Intacct’s channel program continues to attract top partners and provides an added growth driver for the business. Intacct’s channel program now boasts more than 20 of the Top 100 VARs and 18 of the Top 100 Accounting Firms, based on Accounting Today’s most recent Top 100 lists. Intacct’s commitment to these high quality partners shows in the business results. In the most recent fiscal quarter, new bookings from Intacct Business Partners were up 66% over the same period a year ago. For the full fiscal year, Intacct Business Partners closed more than three times as many new deals versus the prior year.
For companies outstretching the limits of QuickBooks®, or businesses saddled with clunky, outdated on-premises financial applications from Microsoft, Sage, Deltek, and Blackbaud, Intacct has firmly established itself as the best-in-class provider of cloud financial applications. Intacct offers real-time reporting and business analytics, anytime anywhere access, and powerful automation. In addition, tight integration with Salesforce CRM and other leading business applications, plus superior compliance and auditability, provide a strong impetus for companies to upgrade their financial system to Intacct.

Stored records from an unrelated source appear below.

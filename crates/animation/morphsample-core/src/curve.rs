//! Animation curves (f-curves) and their evaluation at arbitrary frames.
//!
//! Model:
//! - A curve holds keys ordered by frame, each with an interpolation mode
//!   that governs the segment leaving that key.
//! - Bezier segments are 2D cubics through
//!   (left, left.handle_right, right.handle_left, right); x is solved for the
//!   requested frame by bisection, then y is returned.
//! - Outside the keyed range the curve's extrapolation applies.

use serde::{Deserialize, Serialize};

/// Bisection iterations used to invert the bezier x polynomial.
const BEZIER_ITERATIONS: usize = 32;

#[derive(Clone, Copy, Debug, Default, PartialEq, Eq, Serialize, Deserialize)]
#[serde(rename_all = "lowercase")]
pub enum Interpolation {
    Constant,
    Linear,
    #[default]
    Bezier,
}

#[derive(Clone, Copy, Debug, Default, PartialEq, Eq, Serialize, Deserialize)]
#[serde(rename_all = "lowercase")]
pub enum Extrapolation {
    #[default]
    Constant,
    Linear,
}

/// A single curve key: `(frame, value)` plus bezier handles.
#[derive(Clone, Copy, Debug, PartialEq, Serialize, Deserialize)]
pub struct CurveKey {
    pub frame: f32,
    pub value: f32,
    #[serde(default)]
    pub interpolation: Interpolation,
    /// Incoming handle `[frame, value]`; defaults to one third along the segment.
    #[serde(default)]
    pub handle_left: Option<[f32; 2]>,
    /// Outgoing handle `[frame, value]`; defaults to one third along the segment.
    #[serde(default)]
    pub handle_right: Option<[f32; 2]>,
}

impl CurveKey {
    pub fn new(frame: f32, value: f32, interpolation: Interpolation) -> Self {
        Self {
            frame,
            value,
            interpolation,
            handle_left: None,
            handle_right: None,
        }
    }
}

/// An animation curve bound to a data path (e.g. `key_blocks["Smile"].value`).
#[derive(Clone, Debug, PartialEq, Serialize, Deserialize)]
pub struct FCurve {
    pub data_path: String,
    #[serde(default)]
    pub array_index: usize,
    pub keys: Vec<CurveKey>,
    #[serde(default)]
    pub extrapolation: Extrapolation,
}

impl FCurve {
    pub fn new(data_path: impl Into<String>, keys: Vec<CurveKey>) -> Self {
        Self {
            data_path: data_path.into(),
            array_index: 0,
            keys,
            extrapolation: Extrapolation::Constant,
        }
    }

    /// Evaluate the curve at `frame`.
    pub fn evaluate(&self, frame: f32) -> f32 {
        let keys = &self.keys;
        let n = keys.len();
        match n {
            0 => 0.0,
            1 => keys[0].value,
            _ => {
                let first = &keys[0];
                let last = &keys[n - 1];
                if frame <= first.frame {
                    return self.extrapolate(first, &keys[1], frame);
                }
                if frame >= last.frame {
                    return self.extrapolate(last, &keys[n - 2], frame);
                }
                let i = find_segment(keys, frame);
                evaluate_segment(&keys[i], &keys[i + 1], frame)
            }
        }
    }

    fn extrapolate(&self, end: &CurveKey, neighbour: &CurveKey, frame: f32) -> f32 {
        match self.extrapolation {
            Extrapolation::Constant => end.value,
            Extrapolation::Linear => {
                let df = neighbour.frame - end.frame;
                if df.abs() <= f32::EPSILON {
                    return end.value;
                }
                let slope = (neighbour.value - end.value) / df;
                end.value + slope * (frame - end.frame)
            }
        }
    }
}

/// Index `i` of the segment `[keys[i], keys[i+1]]` containing `frame`.
/// Callers guarantee `keys[0].frame < frame < keys[last].frame`.
fn find_segment(keys: &[CurveKey], frame: f32) -> usize {
    // First key strictly after `frame`, minus one.
    let upper = keys.partition_point(|k| k.frame <= frame);
    upper.saturating_sub(1).min(keys.len() - 2)
}

fn evaluate_segment(left: &CurveKey, right: &CurveKey, frame: f32) -> f32 {
    let span = right.frame - left.frame;
    if span <= f32::EPSILON {
        return right.value;
    }
    match left.interpolation {
        Interpolation::Constant => left.value,
        Interpolation::Linear => {
            let t = (frame - left.frame) / span;
            left.value + (right.value - left.value) * t
        }
        Interpolation::Bezier => {
            let third = span / 3.0;
            let dv = right.value - left.value;
            let h1 = left
                .handle_right
                .unwrap_or([left.frame + third, left.value + dv / 3.0]);
            let h2 = right
                .handle_left
                .unwrap_or([right.frame - third, right.value - dv / 3.0]);
            // Keep handles inside the segment so x stays monotonic.
            let x1 = h1[0].clamp(left.frame, right.frame);
            let x2 = h2[0].clamp(left.frame, right.frame);
            let t = solve_bezier_x(left.frame, x1, x2, right.frame, frame);
            cubic_bezier(left.value, h1[1], h2[1], right.value, t)
        }
    }
}

/// Cubic Bezier basis function
#[inline]
fn cubic_bezier(p0: f32, p1: f32, p2: f32, p3: f32, t: f32) -> f32 {
    let u = 1.0 - t;
    u * u * u * p0 + 3.0 * u * u * t * p1 + 3.0 * u * t * t * p2 + t * t * t * p3
}

/// Find `t` in [0,1] with `cubic_bezier(x0, x1, x2, x3, t) == x` by bisection.
fn solve_bezier_x(x0: f32, x1: f32, x2: f32, x3: f32, x: f32) -> f32 {
    let mut lo = 0.0f32;
    let mut hi = 1.0f32;
    let mut mid = ((x - x0) / (x3 - x0)).clamp(0.0, 1.0);
    for _ in 0..BEZIER_ITERATIONS {
        let bx = cubic_bezier(x0, x1, x2, x3, mid);
        if (bx - x).abs() < 1e-6 {
            break;
        }
        if bx < x {
            lo = mid;
        } else {
            hi = mid;
        }
        mid = 0.5 * (lo + hi);
    }
    mid
}

#[cfg(test)]
mod tests {
    use super::*;

    fn approx(a: f32, b: f32) {
        assert!((a - b).abs() <= 1e-4, "left={a} right={b}");
    }

    fn curve(interp: Interpolation, keys: &[(f32, f32)]) -> FCurve {
        FCurve::new(
            "key_blocks[\"A\"].value",
            keys.iter()
                .map(|&(f, v)| CurveKey::new(f, v, interp))
                .collect(),
        )
    }

    #[test]
    fn empty_and_single_key() {
        approx(curve(Interpolation::Linear, &[]).evaluate(3.0), 0.0);
        approx(curve(Interpolation::Linear, &[(2.0, 0.7)]).evaluate(-5.0), 0.7);
    }

    #[test]
    fn linear_and_constant_segments() {
        let lin = curve(Interpolation::Linear, &[(0.0, 0.0), (10.0, 1.0), (20.0, 0.0)]);
        approx(lin.evaluate(5.0), 0.5);
        approx(lin.evaluate(10.0), 1.0);
        approx(lin.evaluate(15.0), 0.5);

        let step = curve(Interpolation::Constant, &[(0.0, 0.2), (10.0, 0.9)]);
        approx(step.evaluate(9.9), 0.2);
        approx(step.evaluate(10.0), 0.9);
    }

    #[test]
    fn default_handles_make_bezier_linear() {
        let c = curve(Interpolation::Bezier, &[(0.0, 0.0), (10.0, 1.0)]);
        for f in [1.0, 2.5, 5.0, 7.5, 9.0] {
            approx(c.evaluate(f), f / 10.0);
        }
    }

    #[test]
    fn eased_bezier_is_symmetric() {
        let mut c = curve(Interpolation::Bezier, &[(0.0, 0.0), (10.0, 1.0)]);
        c.keys[0].handle_right = Some([4.0, 0.0]);
        c.keys[1].handle_left = Some([6.0, 1.0]);
        approx(c.evaluate(5.0), 0.5);
        assert!(c.evaluate(2.0) < 0.2);
        assert!(c.evaluate(8.0) > 0.8);
    }

    #[test]
    fn extrapolation_modes() {
        let mut c = curve(Interpolation::Linear, &[(0.0, 0.0), (10.0, 1.0)]);
        approx(c.evaluate(-10.0), 0.0);
        approx(c.evaluate(20.0), 1.0);
        c.extrapolation = Extrapolation::Linear;
        approx(c.evaluate(-10.0), -1.0);
        approx(c.evaluate(20.0), 2.0);
    }
}
//! Constant-run detection for sampled shape-key sequences.

use crate::keyframe::Keyframe;

/// Absolute peak-to-peak tolerance under which a channel counts as constant.
pub const CONSTANT_TOLERANCE: f32 = 0.0001;

/// True when every channel's peak-to-peak range across `keyframes` is below
/// [`CONSTANT_TOLERANCE`]. Channels are taken from the first keyframe; a
/// channel holding NaN is never constant.
pub fn is_constant(keyframes: &[Keyframe]) -> bool {
    let Some(first) = keyframes.first() else {
        return true;
    };
    (0..first.value().len()).all(|i| {
        if keyframes.iter().any(|k| k.value()[i].is_nan()) {
            return false;
        }
        let (lo, hi) = keyframes
            .iter()
            .map(|k| k.value()[i])
            .fold((f32::INFINITY, f32::NEG_INFINITY), |(lo, hi), v| {
                (lo.min(v), hi.max(v))
            });
        hi - lo < CONSTANT_TOLERANCE
    })
}

/// Keep only the first and last keyframe of a constant sequence of at least
/// two frames; anything else is returned unchanged.
pub fn collapse_constant(mut keyframes: Vec<Keyframe>) -> Vec<Keyframe> {
    if keyframes.len() < 2 || !is_constant(&keyframes) {
        return keyframes;
    }
    let last = keyframes.pop();
    keyframes.truncate(1);
    keyframes.extend(last);
    keyframes
}
//! Per-frame bake cache.
//!
//! Lookups are keyed by `(entity kind, object, bone, action, frame, step, slot)`.
//! A miss bakes the whole frame range of the (object, action, slot, step) group
//! at once through [`ShapeKeyHost::evaluate_shape_keys`], so later frames of the
//! same group are plain lookups. The cache lives for one export session.

use hashbrown::HashMap;
use log::trace;

use crate::config::ExportSettings;
use crate::error::SampleError;
use crate::host::ShapeKeyHost;
use crate::ids::{ObjectId, SlotId};

/// Kind of entity a cached vector belongs to.
#[derive(Copy, Clone, Debug, Eq, PartialEq, Hash)]
pub enum EntityKind {
    /// Shape-key weights of a mesh object.
    ShapeKeys,
}

impl EntityKind {
    pub fn as_str(&self) -> &'static str {
        match self {
            EntityKind::ShapeKeys => "sk",
        }
    }
}

/// Full lookup key for one cached frame.
#[derive(Clone, Debug, PartialEq)]
pub struct CacheKey {
    pub kind: EntityKind,
    pub object: ObjectId,
    /// Always `None` for shape keys.
    pub bone: Option<String>,
    pub action: Option<String>,
    pub frame: f32,
    pub step: f32,
    pub slot: Option<SlotId>,
}

impl CacheKey {
    pub fn shape_keys(
        object: &ObjectId,
        action: Option<&str>,
        frame: f32,
        step: f32,
        slot: Option<&SlotId>,
    ) -> Self {
        Self {
            kind: EntityKind::ShapeKeys,
            object: object.clone(),
            bone: None,
            action: action.map(str::to_string),
            frame,
            step,
            slot: slot.cloned(),
        }
    }

    fn group(&self) -> GroupKey {
        GroupKey {
            kind: self.kind,
            object: self.object.clone(),
            bone: self.bone.clone(),
            action: self.action.clone(),
            step_bits: self.step.to_bits(),
            slot: self.slot.clone(),
        }
    }
}

/// Everything in a [`CacheKey`] except the frame; one bake fills one group.
#[derive(Clone, Debug, Eq, PartialEq, Hash)]
struct GroupKey {
    kind: EntityKind,
    object: ObjectId,
    bone: Option<String>,
    action: Option<String>,
    step_bits: u32,
    slot: Option<SlotId>,
}

/// Baked frames of one group, keyed by the frame's bit pattern. Frames are
/// always produced as `start + i * step`, so bit-exact keys match.
type BakedFrames = HashMap<u32, Vec<f32>>;

#[derive(Debug, Default)]
pub struct SampleCache {
    groups: HashMap<GroupKey, BakedFrames>,
}

impl SampleCache {
    pub fn new() -> Self {
        Self::default()
    }

    /// Number of baked groups held.
    pub fn len(&self) -> usize {
        self.groups.len()
    }

    pub fn is_empty(&self) -> bool {
        self.groups.is_empty()
    }

    pub fn clear(&mut self) {
        self.groups.clear();
    }

    /// Cached vector for `key`, baking its group on first access.
    pub fn get_cache_data<H: ShapeKeyHost>(
        &mut self,
        host: &H,
        settings: &ExportSettings,
        key: &CacheKey,
    ) -> Result<Vec<f32>, SampleError> {
        let group = key.group();
        if !self.groups.contains_key(&group) {
            let baked = Self::bake(host, settings, key)?;
            self.groups.insert(group.clone(), baked);
        }
        self.groups
            .get(&group)
            .and_then(|frames| frames.get(&key.frame.to_bits()))
            .cloned()
            .ok_or_else(|| SampleError::CacheMiss {
                object: key.object.clone(),
                frame: key.frame,
            })
    }

    fn bake<H: ShapeKeyHost>(
        host: &H,
        settings: &ExportSettings,
        key: &CacheKey,
    ) -> Result<BakedFrames, SampleError> {
        let action = key.action.as_deref();
        let range = settings.resolve_range(&key.object, action)?;
        let count = range.frame_count(key.step)?;
        trace!(
            "baking {} for '{}' ({:?}): {} frames from {}",
            key.kind.as_str(),
            key.object,
            action,
            count,
            range.start
        );
        let mut frames = BakedFrames::with_capacity(count);
        for i in 0..count {
            let frame = range.frame_at(i, key.step);
            let values = host.evaluate_shape_keys(&key.object, action, key.slot.as_ref(), frame)?;
            frames.insert(frame.to_bits(), values);
        }
        Ok(frames)
    }
}

#[cfg(test)]
mod tests {
    use super::*;
    use crate::config::FrameRange;
    use crate::data::{ShapeKeyBlock, ShapeKeySet};
    use crate::scene::{Scene, SceneObject};

    fn setup() -> (Scene, ExportSettings, ObjectId) {
        let obj = ObjectId::from("Mesh");
        let scene = Scene::new().with_object(
            "Mesh",
            SceneObject {
                shape_keys: Some(ShapeKeySet::new(vec![
                    ShapeKeyBlock::new("Basis", 0.0),
                    ShapeKeyBlock::new("A", 0.5),
                ])),
                ..Default::default()
            },
        );
        let mut settings = ExportSettings::default();
        settings
            .ranges
            .insert(obj.clone(), None, FrameRange::new(0.0, 4.0));
        (scene, settings, obj)
    }

    #[test]
    fn miss_bakes_the_whole_group_once() {
        let (scene, settings, obj) = setup();
        let mut cache = SampleCache::new();
        assert!(cache.is_empty());
        let v = cache
            .get_cache_data(&scene, &settings, &CacheKey::shape_keys(&obj, None, 2.0, 1.0, None))
            .unwrap();
        assert_eq!(v, vec![0.5]);
        assert_eq!(cache.len(), 1);
        cache
            .get_cache_data(&scene, &settings, &CacheKey::shape_keys(&obj, None, 4.0, 1.0, None))
            .unwrap();
        assert_eq!(cache.len(), 1);
        assert_eq!(EntityKind::ShapeKeys.as_str(), "sk");
    }

    #[test]
    fn frame_outside_baked_range_is_a_miss() {
        let (scene, settings, obj) = setup();
        let mut cache = SampleCache::new();
        let err = cache
            .get_cache_data(&scene, &settings, &CacheKey::shape_keys(&obj, None, 7.0, 1.0, None))
            .unwrap_err();
        assert_eq!(err, SampleError::CacheMiss { object: obj, frame: 7.0 });
    }
}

“Growing momentum in the cloud financial applications market continues to put wind in our sails,” said Robert Reid, president and CEO of Intacct. “Intacct’s growth rate remains the envy of the marketplace. New bookings growth from just our third to fourth fiscal quarter alone was 40% – delivering our largest-ever quarter for bookings. Going forward, we see increased opportunity to grab additional market share because of our comprehensive financial solution for mid-market companies.”